Com tempo será necessário visitar as igrejas barrocas (decoração interior) dos Prazeres (um dos melhores núcleos de arte sacra barroca da diocese de Beja) e do Pé da Cruz, as maneiristas (arquitectura) de Santiago (actual Sé) e do Salvador (antiga Sé), a incontornável capela gótica tumular, quatrocentista, do convento de S. Francisco (actual Pousada) e a abóbada sexpartida, ducentista, da capelinha de S. Estevão (actual do sagrado coração de Jesus, no paço Episcopal), enquanto no "Hospital Velho", fundado em 1490, pelo 4º duque de Beja, D. Manuel, retrocederemos quinhentos anos na arquitectura melhor conservada de um edifício de assistência hospitalar.

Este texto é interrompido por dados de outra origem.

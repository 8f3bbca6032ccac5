//! Line measurement and padding.
//!
//! All widths here are counted in Unicode code points, not display cells:
//! a two-cell CJK character counts the same as an ASCII letter. Banner art
//! is overwhelmingly ASCII, where the two notions agree, and counting code
//! points means the same input pads to the same width everywhere.

mod strip;

pub use strip::strip_ansi;

/// Width of a single line in code points.
#[inline]
pub fn line_width(line: &str) -> usize {
    line.chars().count()
}

/// The column width banner lines are padded to: the widest line, but never
/// narrower than `min_width`.
pub fn target_width(lines: &[&str], min_width: usize) -> usize {
    lines
        .iter()
        .map(|line| line_width(line))
        .fold(min_width, usize::max)
}

/// Pad `line` with trailing spaces to exactly `width` code points.
///
/// Content keeps the leading positions. Lines already at or beyond `width`
/// pass through unchanged, never truncated.
pub fn pad_line(line: &str, width: usize) -> String {
    let missing = width.saturating_sub(line_width(line));
    let mut padded = String::with_capacity(line.len() + missing);
    padded.push_str(line);
    for _ in 0..missing {
        padded.push(' ');
    }
    padded
}
//! Startup banner demo.
//!
//! Registers a few splashes the way a service would during boot, then
//! writes one at random to stdout. Run it a few times to see the rotation.
//!
//! Run with: cargo run --example startup
//!
//! Set RUST_LOG=termsplash=debug to log which splash was selected.

use termsplash::{SplashConfig, SplashScreen};

const GATE: &str = r"+--------------------------------------+
|           ORBITAL GATEWAY            |
|        cleared for departure         |
+--------------------------------------+";

const ROCKET: &str = r"        /\
       /  \
      | OG |
     /|    |\
    / | [] | \
      +----+
   orbital-gateway";

const PLAIN: &str = ">> orbital-gateway :: boot sequence complete <<";

fn main() -> termsplash::Result<()> {
    tracing_subscriber::fmt()
        .with_env_filter(tracing_subscriber::EnvFilter::from_default_env())
        .init();

    let mut splash = SplashScreen::with_config(SplashConfig::new().with_min_width(48));
    splash.add_splash(GATE);
    splash.add_splash(ROCKET);
    splash.add_splash(PLAIN);

    splash.write_splash(&mut std::io::stdout())?;
    Ok(())
}
//! Random splash selection.
//!
//! The renderer never touches a process-global generator directly; it
//! draws indices from an injected [`RandomSource`]. Production code uses
//! the entropy-backed default, tests substitute a seeded or scripted
//! source and get byte-reproducible output.

use rand::rngs::{StdRng, ThreadRng};
use rand::Rng;

/// A source of uniformly distributed collection indices.
pub trait RandomSource {
    /// The next index in `[0, bound)`.
    ///
    /// `bound` is always at least 1; the renderer rejects an empty
    /// collection before drawing.
    fn next_index(&mut self, bound: usize) -> usize;
}

/// The default source, backed by the thread-local generator from `rand`.
///
/// Not cryptographically secure, which is all a decorative banner needs.
#[derive(Clone)]
pub struct EntropySource {
    rng: ThreadRng,
}

impl EntropySource {
    pub fn new() -> Self {
        Self {
            rng: rand::thread_rng(),
        }
    }
}

impl Default for EntropySource {
    fn default() -> Self {
        Self::new()
    }
}

impl RandomSource for EntropySource {
    fn next_index(&mut self, bound: usize) -> usize {
        self.rng.gen_range(0..bound)
    }
}

/// Seeded standard generators work directly as sources, for reproducible
/// selection without a wrapper type.
impl RandomSource for StdRng {
    fn next_index(&mut self, bound: usize) -> usize {
        self.gen_range(0..bound)
    }
}

/// A scripted source that plays back preset indices, for tests.
///
/// Values are reduced modulo `bound` on the way out, and the script wraps
/// around when exhausted. An empty script always yields index zero.
#[derive(Debug, Clone)]
pub struct SequenceSource {
    values: Vec<usize>,
    position: usize,
}

impl SequenceSource {
    pub fn new(values: Vec<usize>) -> Self {
        Self {
            values,
            position: 0,
        }
    }
}

impl RandomSource for SequenceSource {
    fn next_index(&mut self, bound: usize) -> usize {
        if self.values.is_empty() {
            return 0;
        }
        let value = self.values[self.position % self.values.len()];
        self.position += 1;
        value % bound
    }
}

#[cfg(test)]
mod tests {
    use super::*;
    use rand::SeedableRng;

    #[test]
    fn entropy_source_stays_in_bounds() {
        let mut source = EntropySource::new();
        for _ in 0..1000 {
            assert!(source.next_index(3) < 3);
        }
    }

    #[test]
    fn entropy_source_with_bound_one_always_picks_zero() {
        let mut source = EntropySource::new();
        for _ in 0..100 {
            assert_eq!(source.next_index(1), 0);
        }
    }

    #[test]
    fn seeded_generators_are_reproducible() {
        let mut a = StdRng::seed_from_u64(7);
        let mut b = StdRng::seed_from_u64(7);

        let draws_a: Vec<usize> = (0..32).map(|_| a.next_index(5)).collect();
        let draws_b: Vec<usize> = (0..32).map(|_| b.next_index(5)).collect();

        assert_eq!(draws_a, draws_b);
        assert!(draws_a.iter().all(|&i| i < 5));
    }

    #[test]
    fn sequence_source_plays_back_in_order_and_wraps() {
        let mut source = SequenceSource::new(vec![0, 2, 1]);
        assert_eq!(source.next_index(3), 0);
        assert_eq!(source.next_index(3), 2);
        assert_eq!(source.next_index(3), 1);
        assert_eq!(source.next_index(3), 0);
        assert_eq!(source.next_index(3), 2);
    }

    #[test]
    fn sequence_source_reduces_modulo_bound() {
        let mut source = SequenceSource::new(vec![5, 7]);
        assert_eq!(source.next_index(3), 2);
        assert_eq!(source.next_index(3), 1);
    }

    #[test]
    fn empty_sequence_always_yields_zero() {
        let mut source = SequenceSource::new(vec![]);
        assert_eq!(source.next_index(4), 0);
        assert_eq!(source.next_index(1), 0);
    }
}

E como as pessoas são o mais importante do mundo, Beja é uma cidade com vida, convidativa, de bulício muito peculiar; a movimentar-se cada vez mais nos caminhos da cultura e do desporto, procurando nas escolas básicas e universitárias, nos centros de formação profissional, na biblioteca e nos museus, nos certames regionais, nacionais e internacionais (estes menos), o conhecimento crítico, despojado, inconformado e exigente, que lhe permite avaliar e valorizar, a par e passo, a sua singular posição no mundo». In Leonel Borrela, Cartas de Soror Mariana Alcoforado, Edição 100Luz, 2007, ISBN 978-972-99886-7-7.